Author(s): GUTIERREZ, S., MIRANDA, C., VALDES, O., JALÓN, M., MENDOZA, L., PEÑAILILLO, L., Institution: UNIVERSITY ANDRÉS BELLO, Country: CHILE, Abstract-ID: 1013

INTRODUCTION:
Chronic obstructive pulmonary disease (COPD) is a leading cause of death worldwide, with muscle dysfunction in the lower limbs being a significant extrapulmonary manifestation (1). Muscle dysfunction is characterized by loss of muscle mass and function, resulting in limited exercise capacity and reduced quality of life. Systemic inflammation and oxidative stress are common manifestations of COPD and could impair muscle energy metabolism and oxygen utilization (2). These factors compromise oxygen delivery to muscles during exercise, affecting exercise performance in patients. In COPD patients, these factors likely contribute to early fatigue and reduced maximal aerobic capacity. Near-infrared spectroscopy (NIRS) provides a non-invasive method to assess muscle oxygenation in real time, offering insight into oxygen supply and utilization during exercise (3). This study aimed to compare muscle oxygen supply and uptake during a submaximal time to exhaustion (TTE) cycling test in COPD patients and healthy individuals.
METHODS:
A cross-sectional observational study compared 12 healthy individuals (64 ± 6.7 years and FEV1 104.67% ± 7.63) and 12 patients with severe COPD (65 ± 5.3 years and FEV1 40.67% ± 15.67). Maximal aerobic capacity (VO2peak) and power output (POmax) were measured using an incremental cycling test. The time-to-exhaustion (TTE) test was assessed with a constant-load test at 70% of the POmax. During TTE, muscle oxygenation was measured using NIRS in the vastus medialis, which assesses the concentration of total hemoglobin plus the concentration of myoglobin (tHbMb) in the muscle in real time and the percentage of muscle oxygen saturation (SmO2). Furthermore, deoxyhemoglobin (HHb) was calculated as the tHbMb multiplied by the SmO₂ fraction. The area under the curve (AUC) of the variables SmO₂, tHbMb, and HHb over time of TTE was calculated to represent the cumulative response.

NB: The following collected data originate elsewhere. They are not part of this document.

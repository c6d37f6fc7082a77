//! `RunLogObserver<W>` — bridges `RunObserver` to a `TraceWriter`.

use cm_engine::{RunObserver, RunReport, StepRecord};

use crate::OutputError;
use crate::writer::TraceWriter;

/// A [`RunObserver`] that writes every step to any [`TraceWriter`] backend
/// (JSON Lines, CSV, …).
///
/// Errors from the writer are stored internally because `RunObserver`
/// methods have no return value.  After the executor's `run()` returns,
/// check for errors with [`take_error`][Self::take_error].
pub struct RunLogObserver<W: TraceWriter> {
    writer:     W,
    last_error: Option<OutputError>,
}

impl<W: TraceWriter> RunLogObserver<W> {
    pub fn new(writer: W) -> Self {
        Self { writer, last_error: None }
    }

    /// Take the stored write error (if any) after the run returns.
    ///
    /// Returns `None` if all writes succeeded.
    pub fn take_error(&mut self) -> Option<OutputError> {
        self.last_error.take()
    }

    /// Unwrap the inner writer (e.g. to inspect files after the run).
    pub fn into_writer(self) -> W {
        self.writer
    }

    fn store_err(&mut self, result: crate::OutputResult<()>) {
        if let Err(e) = result {
            // Keep only the first error.
            if self.last_error.is_none() {
                self.last_error = Some(e);
            }
        }
    }
}

impl<W: TraceWriter> RunObserver for RunLogObserver<W> {
    fn on_step(&mut self, record: &StepRecord) {
        let result = self.writer.write_step(record);
        self.store_err(result);
    }

    fn on_run_end(&mut self, _report: &RunReport) {
        let result = self.writer.finish();
        self.store_err(result);
    }
}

Additionally, heart rate, peripheral oxygen saturation (SpO2), and perceived exertion (Borg´s scale) were recorded during TTE. Data analysis was performed in RStudio using Student’s t-test and analysis of variance (ANOVA).
RESULTS:
COPD patients show a 29.1% lesser VO₂peak (p=0.02) compared to healthy individuals. COPD patients performed 43.6% lesser time in the TTE than healthy individuals. The AUC during exercise time in TTE of HHb was 44.9% (p=0.04) lower in COPD patients, likely due to the significantly shorter TTE duration (p<0.01). The SmO2 was similar (56.4% vs 51.2%, respectively) between groups (p=0.28). However, SmO2 at 10% of the total time was 15% lower (p = 0.02) in healthy individuals than COPD, indicating reduced muscle oxygen uptake. The tHbMb increased similarly in both groups (p=0.94), reflecting comparable vascular responses.
CONCLUSION:
This suggests that COPD patients have a reduced capacity to sustain submaximal effort, potentially due to lesser maximal oxidative capacity and impaired muscle oxygen delivery and utilization during exercise, which may lead to early fatigue.